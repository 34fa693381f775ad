use serde::{Deserialize, Serialize};

use crate::error::InputError;

/// A geographic position in decimal degrees.
///
/// Deserialization goes through [`Coordinates::new`], so out-of-range values
/// in a config file are rejected.
#[derive(Debug, Clone, Copy, PartialEq, Serialize, Deserialize)]
#[serde(try_from = "RawCoordinates")]
pub struct Coordinates {
    pub latitude: f64,
    pub longitude: f64,
}

impl Coordinates {
    pub fn new(latitude: f64, longitude: f64) -> Result<Self, InputError> {
        let lat_ok = latitude.is_finite() && (-90.0..=90.0).contains(&latitude);
        let lon_ok = longitude.is_finite() && (-180.0..=180.0).contains(&longitude);

        if !lat_ok || !lon_ok {
            return Err(InputError::CoordinatesOutOfRange {
                latitude,
                longitude,
            });
        }

        Ok(Self {
            latitude,
            longitude,
        })
    }
}

#[derive(Deserialize)]
struct RawCoordinates {
    latitude: f64,
    longitude: f64,
}

impl TryFrom<RawCoordinates> for Coordinates {
    type Error = InputError;

    fn try_from(raw: RawCoordinates) -> Result<Self, Self::Error> {
        Coordinates::new(raw.latitude, raw.longitude)
    }
}

impl std::fmt::Display for Coordinates {
    fn fmt(&self, f: &mut std::fmt::Formatter<'_>) -> std::fmt::Result {
        write!(f, "{},{}", self.latitude, self.longitude)
    }
}

/// What to ask the provider for. Built per user action, never stored.
#[derive(Debug, Clone, PartialEq)]
pub enum Query {
    City(String),
    Coordinates(Coordinates),
}

impl Query {
    /// Build a city query from raw user input. Surrounding whitespace is dropped.
    pub fn city(raw: &str) -> Result<Self, InputError> {
        let trimmed = raw.trim();
        if trimmed.is_empty() {
            return Err(InputError::EmptyCity);
        }
        Ok(Query::City(trimmed.to_string()))
    }

    pub fn coordinates(latitude: f64, longitude: f64) -> Result<Self, InputError> {
        Coordinates::new(latitude, longitude).map(Query::Coordinates)
    }
}

impl std::fmt::Display for Query {
    fn fmt(&self, f: &mut std::fmt::Formatter<'_>) -> std::fmt::Result {
        match self {
            Query::City(name) => f.write_str(name),
            Query::Coordinates(c) => write!(f, "({c})"),
        }
    }
}

/// Current weather as returned by the provider.
///
/// Mirrors the provider's JSON layout. Every field is optional: a partial body
/// still decodes, and the renderer leaves out whatever is missing.
#[derive(Debug, Clone, Default, PartialEq, Serialize, Deserialize)]
pub struct WeatherReport {
    pub name: Option<String>,
    pub sys: Option<SysInfo>,
    pub main: Option<MainReadings>,
    pub weather: Option<Vec<Conditions>>,
    pub wind: Option<Wind>,
}

#[derive(Debug, Clone, Default, PartialEq, Serialize, Deserialize)]
pub struct SysInfo {
    pub country: Option<String>,
}

#[derive(Debug, Clone, Default, PartialEq, Serialize, Deserialize)]
pub struct MainReadings {
    pub temp: Option<f64>,
    pub feels_like: Option<f64>,
    pub humidity: Option<f64>,
}

#[derive(Debug, Clone, Default, PartialEq, Serialize, Deserialize)]
pub struct Conditions {
    pub description: Option<String>,
    pub icon: Option<String>,
}

#[derive(Debug, Clone, Default, PartialEq, Serialize, Deserialize)]
pub struct Wind {
    pub speed: Option<f64>,
}

impl WeatherReport {
    pub fn location_name(&self) -> Option<&str> {
        non_empty(self.name.as_deref())
    }

    pub fn country(&self) -> Option<&str> {
        non_empty(self.sys.as_ref().and_then(|s| s.country.as_deref()))
    }

    /// Temperature in °C (the query always asks for metric units).
    pub fn temperature_c(&self) -> Option<f64> {
        self.main.as_ref().and_then(|m| m.temp)
    }

    pub fn feels_like_c(&self) -> Option<f64> {
        self.main.as_ref().and_then(|m| m.feels_like)
    }

    pub fn humidity_pct(&self) -> Option<f64> {
        self.main.as_ref().and_then(|m| m.humidity)
    }

    /// Wind speed in m/s.
    pub fn wind_speed_mps(&self) -> Option<f64> {
        self.wind.as_ref().and_then(|w| w.speed)
    }

    /// Description of the primary condition, e.g. "light rain".
    pub fn description(&self) -> Option<&str> {
        non_empty(self.primary_conditions().and_then(|w| w.description.as_deref()))
    }

    /// Icon code of the primary condition, e.g. "10d".
    pub fn icon_code(&self) -> Option<&str> {
        non_empty(self.primary_conditions().and_then(|w| w.icon.as_deref()))
    }

    fn primary_conditions(&self) -> Option<&Conditions> {
        self.weather.as_deref().and_then(<[Conditions]>::first)
    }
}

fn non_empty(value: Option<&str>) -> Option<&str> {
    value.filter(|s| !s.trim().is_empty())
}

#[cfg(test)]
mod tests {
    use super::*;

    #[test]
    fn city_query_is_trimmed() {
        let query = Query::city("  Lisbon \n").expect("non-empty city");
        assert_eq!(query, Query::City("Lisbon".to_string()));
    }

    #[test]
    fn blank_city_is_rejected() {
        assert_eq!(Query::city("").unwrap_err(), InputError::EmptyCity);
        assert_eq!(Query::city(" \t ").unwrap_err(), InputError::EmptyCity);
    }

    #[test]
    fn coordinates_must_be_in_range() {
        assert!(Query::coordinates(51.5, -0.12).is_ok());
        assert!(Query::coordinates(90.0, 180.0).is_ok());
        assert!(Query::coordinates(91.0, 0.0).is_err());
        assert!(Query::coordinates(0.0, -180.5).is_err());
        assert!(Query::coordinates(f64::NAN, 0.0).is_err());
    }

    #[test]
    fn full_report_decodes() {
        let body = r#"{
            "coord": {"lon": -0.13, "lat": 51.51},
            "weather": [{"id": 500, "main": "Rain", "description": "light rain", "icon": "10d"}],
            "main": {"temp": 21.7, "feels_like": 21.2, "humidity": 64, "pressure": 1012},
            "wind": {"speed": 4.1, "deg": 80},
            "sys": {"country": "GB"},
            "name": "London",
            "cod": 200
        }"#;

        let report: WeatherReport = serde_json::from_str(body).expect("valid report");

        assert_eq!(report.location_name(), Some("London"));
        assert_eq!(report.country(), Some("GB"));
        assert_eq!(report.temperature_c(), Some(21.7));
        assert_eq!(report.feels_like_c(), Some(21.2));
        assert_eq!(report.humidity_pct(), Some(64.0));
        assert_eq!(report.wind_speed_mps(), Some(4.1));
        assert_eq!(report.description(), Some("light rain"));
        assert_eq!(report.icon_code(), Some("10d"));
    }

    #[test]
    fn sparse_report_decodes() {
        let report: WeatherReport =
            serde_json::from_str(r#"{"name": "Nowhere", "main": {"temp": 3}}"#).expect("decodes");

        assert_eq!(report.temperature_c(), Some(3.0));
        assert_eq!(report.wind_speed_mps(), None);
        assert_eq!(report.description(), None);
        assert_eq!(report.icon_code(), None);
        assert_eq!(report.country(), None);
    }

    #[test]
    fn null_sections_decode_as_missing() {
        let report: WeatherReport = serde_json::from_str(
            r#"{"name": "Quito", "weather": null, "wind": null, "main": {"temp": null, "humidity": 80}}"#,
        )
        .expect("decodes");

        assert_eq!(report.location_name(), Some("Quito"));
        assert_eq!(report.description(), None);
        assert_eq!(report.icon_code(), None);
        assert_eq!(report.wind_speed_mps(), None);
        assert_eq!(report.temperature_c(), None);
        assert_eq!(report.humidity_pct(), Some(80.0));
    }

    #[test]
    fn fractional_humidity_decodes() {
        let report: WeatherReport =
            serde_json::from_str(r#"{"main": {"humidity": 56.5}}"#).expect("decodes");
        assert_eq!(report.humidity_pct(), Some(56.5));
    }

    #[test]
    fn empty_weather_list_has_no_conditions() {
        let report: WeatherReport = serde_json::from_str(r#"{"weather": []}"#).expect("decodes");
        assert_eq!(report.description(), None);
        assert_eq!(report.icon_code(), None);
    }

    #[test]
    fn coordinates_deserialize_through_validation() {
        let ok: Coordinates =
            serde_json::from_str(r#"{"latitude": 52.52, "longitude": 13.405}"#).expect("valid");
        assert_eq!(ok, Coordinates::new(52.52, 13.405).expect("valid"));

        let err = serde_json::from_str::<Coordinates>(r#"{"latitude": 999, "longitude": 0}"#)
            .unwrap_err();
        assert!(err.to_string().contains("out of range"));
    }

    #[test]
    fn empty_strings_count_as_missing() {
        let report: WeatherReport =
            serde_json::from_str(r#"{"name": "", "weather": [{"description": "", "icon": ""}]}"#)
                .expect("decodes");

        assert_eq!(report.location_name(), None);
        assert_eq!(report.description(), None);
        assert_eq!(report.icon_code(), None);
    }
}
//! The search/locate → fetch → render flow.
//!
//! Overlapping actions are allowed. Each user action takes a ticket; when a
//! fetch completes after a newer action has started, its outcome is dropped so
//! only the latest action reaches the surface. The loading indicator follows an
//! in-flight request count rather than a single flag.

use parking_lot::Mutex;
use tracing::{debug, error, info, warn};

use crate::{
    config::DEFAULT_ICON_BASE_URL,
    error::WeatherError,
    location::Locator,
    model::{Query, WeatherReport},
    provider::{WeatherProvider, openweather::truncate_body},
    render::DisplayModel,
    state::DisplayState,
    surface::DisplaySurface,
};

#[derive(Debug, Default)]
struct Screen {
    state: DisplayState,
    latest_ticket: u64,
}

pub struct WeatherClient<P, S> {
    provider: P,
    surface: S,
    icon_base_url: String,
    display: Mutex<Screen>,
    in_flight: Mutex<usize>,
}

impl<P, S> WeatherClient<P, S>
where
    P: WeatherProvider,
    S: DisplaySurface,
{
    pub fn new(provider: P, surface: S) -> Self {
        Self {
            provider,
            surface,
            icon_base_url: DEFAULT_ICON_BASE_URL.to_string(),
            display: Mutex::new(Screen::default()),
            in_flight: Mutex::new(0),
        }
    }

    pub fn with_icon_base_url(mut self, icon_base_url: &str) -> Self {
        self.icon_base_url = icon_base_url.to_string();
        self
    }

    pub fn provider(&self) -> &P {
        &self.provider
    }

    pub fn surface(&self) -> &S {
        &self.surface
    }

    pub fn state(&self) -> DisplayState {
        self.display.lock().state.clone()
    }

    /// Whether any request is outstanding.
    pub fn is_loading(&self) -> bool {
        *self.in_flight.lock() > 0
    }

    pub async fn fetch_by_city(&self, name: &str) -> Result<WeatherReport, WeatherError> {
        let query = Query::city(name)?;
        self.fetch(&query).await
    }

    pub async fn fetch_by_coordinates(
        &self,
        latitude: f64,
        longitude: f64,
    ) -> Result<WeatherReport, WeatherError> {
        let query = Query::coordinates(latitude, longitude)?;
        self.fetch(&query).await
    }

    /// Project `report` onto the surface and clear any shown error.
    pub fn render(&self, report: &WeatherReport) {
        let mut display = self.display.lock();
        self.render_locked(&mut display, report);
    }

    pub fn report_error(&self, message: &str) {
        let mut display = self.display.lock();
        self.report_error_locked(&mut display, message);
    }

    /// Handle a submitted search box value.
    pub async fn on_search_submit(&self, raw_input: &str) {
        let query = match Query::city(raw_input) {
            Ok(query) => query,
            Err(err) => {
                debug!(error = %err, "rejected search input");
                let mut display = self.display.lock();
                display.latest_ticket += 1;
                self.report_error_locked(&mut display, WeatherError::from(err).user_message());
                return;
            }
        };

        let (ticket, _) = self.begin_action();

        match self.fetch(&query).await {
            Ok(report) => {
                let mut display = self.display.lock();
                if display.latest_ticket != ticket {
                    debug!(%query, "dropping report for superseded search");
                    return;
                }
                self.render_locked(&mut display, &report);
            }
            Err(err) => {
                log_failure(&query, &err);
                let mut display = self.display.lock();
                if display.latest_ticket != ticket {
                    debug!(%query, "dropping error for superseded search");
                    return;
                }
                self.report_error_locked(&mut display, err.user_message());
            }
        }
    }

    /// Show weather for the device location, if it can be determined.
    ///
    /// Nothing here is reported to the user: location and fetch failures are
    /// logged, and the display returns to what it showed before. A lookup only
    /// supersedes older actions once it has a report to show, so a failed
    /// lookup never discards a search that is still in flight.
    pub async fn load_current_location<L>(&self, locator: &L)
    where
        L: Locator + ?Sized,
    {
        if !locator.is_available() {
            debug!("location capability unavailable, skipping");
            return;
        }

        let (seen, previous) = self.mark_loading();
        let _loading = self.loading();

        let query = match locator.locate().await {
            Ok(c) => match Query::coordinates(c.latitude, c.longitude) {
                Ok(query) => query,
                Err(err) => {
                    warn!(error = %err, "locator returned unusable coordinates");
                    self.restore(seen, previous);
                    return;
                }
            },
            Err(err) => {
                warn!(error = %err, "could not determine current location");
                self.restore(seen, previous);
                return;
            }
        };

        match self.fetch(&query).await {
            Ok(report) => {
                let mut display = self.display.lock();
                if display.latest_ticket != seen {
                    debug!(%query, "dropping location report superseded by a newer action");
                    return;
                }
                display.latest_ticket += 1;
                self.render_locked(&mut display, &report);
            }
            Err(err) => {
                log_failure(&query, &err);
                self.restore(seen, previous);
            }
        }
    }

    async fn fetch(&self, query: &Query) -> Result<WeatherReport, WeatherError> {
        let _loading = self.loading();
        let report = self.provider.current_weather(query).await?;
        info!(%query, location = ?report.location_name(), "fetched current weather");
        Ok(report)
    }

    fn begin_action(&self) -> (u64, DisplayState) {
        let mut display = self.display.lock();
        display.latest_ticket += 1;
        let previous = std::mem::replace(&mut display.state, DisplayState::Loading);
        (display.latest_ticket, previous)
    }

    /// Show `Loading` without taking a ticket. Returns the current ticket and
    /// the state to fall back to.
    fn mark_loading(&self) -> (u64, DisplayState) {
        let mut display = self.display.lock();
        let previous = std::mem::replace(&mut display.state, DisplayState::Loading);
        (display.latest_ticket, previous)
    }

    /// Undo [`Self::mark_loading`] unless another action has started or settled since.
    /// A `Loading` fallback belongs to an older action still in flight, which settles it.
    fn restore(&self, seen: u64, previous: DisplayState) {
        let mut display = self.display.lock();
        if display.latest_ticket == seen && display.state.is_loading() {
            display.state = previous;
        }
    }

    fn render_locked(&self, display: &mut Screen, report: &WeatherReport) {
        let model = DisplayModel::from_report(report, &self.icon_base_url);

        self.surface.clear_error();
        self.surface.set_city(&model.location);
        self.surface.set_temperature(&model.temperature);
        self.surface.set_description(&model.description);
        self.surface.set_details(&model.details);
        self.surface.set_icon(model.icon.as_ref());

        display.state = DisplayState::Rendered(report.clone());
    }

    fn report_error_locked(&self, display: &mut Screen, message: &str) {
        if !self.surface.show_error(message) {
            self.surface.alert(message);
        }
        display.state = DisplayState::Error(message.to_string());
    }

    fn loading(&self) -> LoadingGuard<'_> {
        LoadingGuard::start(&self.in_flight, &self.surface)
    }
}

/// Counts one outstanding request for as long as it lives.
struct LoadingGuard<'a> {
    in_flight: &'a Mutex<usize>,
    surface: &'a dyn DisplaySurface,
}

impl<'a> LoadingGuard<'a> {
    fn start(in_flight: &'a Mutex<usize>, surface: &'a dyn DisplaySurface) -> Self {
        let mut count = in_flight.lock();
        *count += 1;
        if *count == 1 {
            surface.set_loading(true);
        }
        Self { in_flight, surface }
    }
}

impl Drop for LoadingGuard<'_> {
    fn drop(&mut self) {
        let mut count = self.in_flight.lock();
        *count = count.saturating_sub(1);
        if *count == 0 {
            self.surface.set_loading(false);
        }
    }
}

fn log_failure(query: &Query, err: &WeatherError) {
    match err {
        WeatherError::Provider { status, body } if err.is_expected() => {
            warn!(%query, %status, body = %truncate_body(body), "provider rejected request");
        }
        WeatherError::Provider { status, body } => {
            error!(%query, %status, body = %truncate_body(body), "provider request failed");
        }
        _ if err.is_expected() => warn!(%query, error = %err, "weather request rejected"),
        _ => error!(%query, error = %err, "could not fetch weather"),
    }
}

▸ **Work request**
Please report the number of lines in the listing that include "Mutex", and add nothing to it.

▸ **Exercise solution**
7